Tech giants join rebuke of North Carolina law blocking LGBT rights

Technology giants Apple, Google and Facebook are among a dozen big companies or their top executives objecting to a North Carolina law that bars municipalities from adopting their own anti-discrimination ordinances.

Facebook, Google and Apple each run massive data-processing complexes in western North Carolina.

They joined American Airlines, IBM and others in reacting to a state law quickly adopted on March 23 that blocked local government measures to counter discrimination against gay, lesbian and transgender people.

None of the high-profile companies have threatened to immediately withdraw business from North Carolina.

San Francisco’s mayor on March 25 banned city workers from non-essential travel to North Carolina. The city, which has a large LGBT population, “will not subsidize legally sanctioned discrimination,” Mayor Ed Lee said in a statement.

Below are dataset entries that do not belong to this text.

fn write_chunk_info(out: &mut Vec<u8>, chunk: &TestChunk, chunk_pos: u64, version: u32) {
    let mut counts: Vec<(u32, u32)> = Vec::new();
    for (conn, _, _) in &chunk.messages {
        match counts.iter_mut().find(|(c, _)| c == conn) {
            Some((_, n)) => *n += 1,
            None => counts.push((*conn, 1)),
        }
    }
    let start = chunk.messages.iter().map(|(_, t, _)| *t).min().unwrap_or_default();
    let end = chunk.messages.iter().map(|(_, t, _)| *t).max().unwrap_or_default();

    let mut data = Vec::new();
    for (conn, n) in &counts {
        data.extend_from_slice(&conn.to_le_bytes());
        data.extend_from_slice(&n.to_le_bytes());
    }
    write_record(
        out,
        &[
            field("op", &[0x06]),
            field("ver", &version.to_le_bytes()),
            field("chunk_pos", &chunk_pos.to_le_bytes()),
            field("start_time", &time_bytes(start)),
            field("end_time", &time_bytes(end)),
            field("count", &(counts.len() as u32).to_le_bytes()),
        ],
        &data,
    );
}

fn write_connection(out: &mut Vec<u8>, connection: &TestConnection) {
    let mut fields = vec![
        field("topic", connection.topic.as_bytes()),
        field("type", connection.message_type.as_bytes()),
        field("md5sum", connection.md5sum.as_bytes()),
        field("message_definition", connection.definition.as_bytes()),
    ];
    if let Some(callerid) = &connection.callerid {
        fields.push(field("callerid", callerid.as_bytes()));
    }
    if connection.latching {
        fields.push(field("latching", b"1"));
    }

    write_record(
        out,
        &[
            field("op", &[0x07]),
            field("conn", &connection.id.to_le_bytes()),
            field("topic", connection.topic.as_bytes()),
        ],
        &fields.concat(),
    );
}

/// `<len><name>=<value>`
pub fn field(name: &str, value: &[u8]) -> Vec<u8> {
    let mut out = Vec::new();
    out.write_u32::<LittleEndian>((name.len() + 1 + value.len()) as u32)
        .unwrap();
    out.extend_from_slice(name.as_bytes());
    out.push(b'=');
    out.extend_from_slice(value);
    out
}

/// `<header_len><header><data_len><data>`
pub fn write_record(out: &mut Vec<u8>, header: &[Vec<u8>], data: &[u8]) {
    let header = header.concat();
    out.write_u32::<LittleEndian>(header.len() as u32).unwrap();
    out.extend_from_slice(&header);
    out.write_u32::<LittleEndian>(data.len() as u32).unwrap();
    out.extend_from_slice(data);
}

fn time_bytes(time: RosTime) -> [u8; 8] {
    let mut bytes = [0u8; 8];
    bytes[..4].copy_from_slice(&time.secs.to_le_bytes());
    bytes[4..].copy_from_slice(&time.nsecs.to_le_bytes());
    bytes
}

fn compress(compression: Compression, payload: &[u8]) -> Vec<u8> {
    use std::io::Write;

    match compression {
        Compression::None => payload.to_vec(),
        Compression::Lz4 => {
            let mut encoder = lz4_flex::frame::FrameEncoder::new(Vec::new());
            encoder.write_all(payload).unwrap();
            encoder.finish().unwrap()
        }
        Compression::Bz2 => {
            let mut encoder =
                bzip2::write::BzEncoder::new(Vec::new(), bzip2::Compression::default());
            encoder.write_all(payload).unwrap();
            encoder.finish().unwrap()
        }
    }
}

/// The standard two-topic test bag.
///
/// Three chunks: an uncompressed one with scans 0..3 and odometry 0..2,
/// then the remaining messages split across two chunks with `compression`.
/// Scans are at `100 + i` seconds, odometry at `100.5 + i` seconds.
pub fn stage_bag(compression: Compression) -> Vec<u8> {
    let scan = |seq: u32| {
        let time = RosTime::new(100 + seq, 0);
        (1u32, time, laser_scan(seq, time, &[1.0 + seq as f32, 2.0, 3.5]))
    };
    let odom = |seq: u32| {
        let time = RosTime::new(100 + seq, 500_000_000);
        (2u32, time, odometry(seq, time, seq as f64, -(seq as f64)))
    };

    BagBuilder::new()
        .connection(TestConnection::new(1, SCAN_TOPIC, "sensor_msgs/LaserScan", LASER_SCAN_DEF))
        .connection(TestConnection::new(2, ODOM_TOPIC, "nav_msgs/Odometry", ODOMETRY_DEF))
        .chunk(Compression::None, vec![scan(0), odom(0), scan(1), odom(1), scan(2)])
        .chunk(compression, vec![odom(2), scan(3), odom(3)])
        .chunk(compression, vec![scan(4), odom(4), scan(5)])
        .build()
}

The Charlotte ordinance would have enabled transgender people to legally use restrooms aligned with their gender identity and would have provided broad protections against discrimination in public accommodations in the state’s largest city.

North Carolina is the first state to require public school and university students to use only those bathrooms that match their birth certificates, according to the National Conference on State Legislatures.

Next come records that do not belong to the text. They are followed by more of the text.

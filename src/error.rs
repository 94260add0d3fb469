//! Error types for embag

use std::path::PathBuf;
use thiserror::Error;

/// Result type alias for embag operations
pub type Result<T> = std::result::Result<T, BagError>;

/// Errors that can occur when working with ROS bag files
#[derive(Error, Debug)]
pub enum BagError {
    /// IO error when accessing files
    #[error("IO error: {0}")]
    Io(#[from] std::io::Error),

    /// Bag file not found
    #[error("Bag file not found: {path}")]
    BagNotFound { path: PathBuf },

    /// The file does not start with the bag magic string
    #[error("This file doesn't appear to be a bag file: {path}")]
    InvalidMagic { path: PathBuf },

    /// Unsupported bag version
    #[error("Unsupported bag file version: {version}")]
    UnsupportedVersion { version: String },

    /// A record could not be framed or its header is corrupt
    #[error("Malformed record at offset {offset}: {reason}")]
    MalformedRecord { offset: u64, reason: String },

    /// A required header field is absent
    #[error("Missing header field: {field}")]
    MissingField { field: String },

    /// A header field has an unexpected size or value
    #[error("Invalid header field '{field}': {reason}")]
    InvalidField { field: String, reason: String },

    /// Record opcode not defined by the 2.0 format
    #[error("Unknown record operation: {op:#04x}")]
    UnknownOp { op: u8 },

    /// Chunk info record references a chunk that was never seen
    #[error("Unable to find chunk for chunk info at pos: {pos}")]
    ChunkNotFound { pos: u64 },

    /// Compression/decompression error
    #[error("Compression error: {0}")]
    Compression(String),

    /// Unsupported compression format
    #[error("Unsupported compression format: {format}")]
    UnsupportedCompression { format: String },

    /// Message definition text could not be parsed
    #[error("Message definition parsing failed at line {line}: {reason}")]
    MsgDefParse { line: usize, reason: String },

    /// Message type not found among the embedded definitions
    #[error("Message type not found: {message_type}")]
    MessageTypeNotFound { message_type: String },

    /// Topic not present in the bag
    #[error("Topic not found in bag: {topic}")]
    TopicNotFound { topic: String },

    /// Connection id not present in the bag
    #[error("Connection not found: {id}")]
    ConnectionNotFound { id: u32 },

    /// Message payload did not match its definition
    #[error("Deserialization error at position {position}/{data_length}: {message}")]
    Deserialization {
        message: String,
        position: usize,
        data_length: usize,
    },

    /// Blob element type does not match the requested type
    #[error("Type mismatch: expected {expected}, found {found}")]
    TypeMismatch { expected: String, found: String },

    /// Bag has been closed
    #[error("Bag is not open")]
    BagNotOpen,
}

/// Type alias for backwards compatibility
pub type ReaderError = BagError;

impl BagError {
    /// Create a malformed record error
    pub fn malformed(offset: u64, reason: impl Into<String>) -> Self {
        Self::MalformedRecord {
            offset,
            reason: reason.into(),
        }
    }

    /// Create a missing field error
    pub fn missing_field(field: impl Into<String>) -> Self {
        Self::MissingField {
            field: field.into(),
        }
    }

    /// Create an invalid field error
    pub fn invalid_field(field: impl Into<String>, reason: impl Into<String>) -> Self {
        Self::InvalidField {
            field: field.into(),
            reason: reason.into(),
        }
    }

    /// Create a compression error
    pub fn compression(message: impl Into<String>) -> Self {
        Self::Compression(message.into())
    }

    /// Create a message definition parse error
    pub fn msg_def_parse(line: usize, reason: impl Into<String>) -> Self {
        Self::MsgDefParse {
            line,
            reason: reason.into(),
        }
    }

    /// Create a deserialization error
    pub fn deserialization(message: impl Into<String>, position: usize, data_length: usize) -> Self {
        Self::Deserialization {
            message: message.into(),
            position,
            data_length,
        }
    }

    /// Create a message type not found error
    pub fn message_type_not_found(message_type: impl Into<String>) -> Self {
        Self::MessageTypeNotFound {
            message_type: message_type.into(),
        }
    }

    /// Create a topic not found error
    pub fn topic_not_found(topic: impl Into<String>) -> Self {
        Self::TopicNotFound {
            topic: topic.into(),
        }
    }

    /// Create a type mismatch error
    pub fn type_mismatch(expected: impl Into<String>, found: impl Into<String>) -> Self {
        Self::TypeMismatch {
            expected: expected.into(),
            found: found.into(),
        }
    }
}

Civil rights advocates say state legislators demonized LGBT people with bogus claims about bathroom risks. Supporters say the new law protects all people from having to share bathrooms with people who make them feel unsafe.

 

Support for the law

Some other businesses have voiced support for the measure Republican Gov. Pat McCrory signed into law, a spokesman for his re-election campaign said. Spokesman Ricky Diaz did not respond when asked which businesses backed the governor’s decision.

Attorney General Roy Cooper, a Democrat challenging McCrory this fall, opposes the law.

He said he’s worried actions by the GOP-led legislature and the governor could harm the state’s chances to land or keep sporting events such as the NCAA basketball tournament and the NBA All-Star Game in Charlotte in 2017. Both organizations released statements about the law on March 24, but stopped short of saying they would not hold the events in the city.

“Not only is it wrong to discriminate, but we should not be putting our economy in jeopardy,” Cooper told 99.9 The Fan, a Raleigh-area radio station, calling the actions creating the law “a national embarrassment.”

McCrory and his allies have blamed Cooper for failing to intervene before the General Assembly did to stop Charlotte’s ordinance. McCrory said Thursday that Cooper has “lost touch” with the privacy norms the public expects while using a restroom or locker room.

About 200 protesters blocked a downtown Raleigh street in front of the state’s Executive Mansion on March 24. Police said in a statement that five people were arrested after they sat down in the street and refused orders to disperse.

McCrory, a former Charlotte mayor, stays in the mansion while in the state capital but was not there at the time of the protest, spokesman Josh Ellis said.

 

Breaking today in North Carolina

LGBT civil rights groups were preparing on March 28 to announce a legal challenge to the North Carolina law. The lawsuit is being filed in the U.S. District Court for the Middle District of North Carolina on behalf of several organizations and individuals who will be harmed by the law.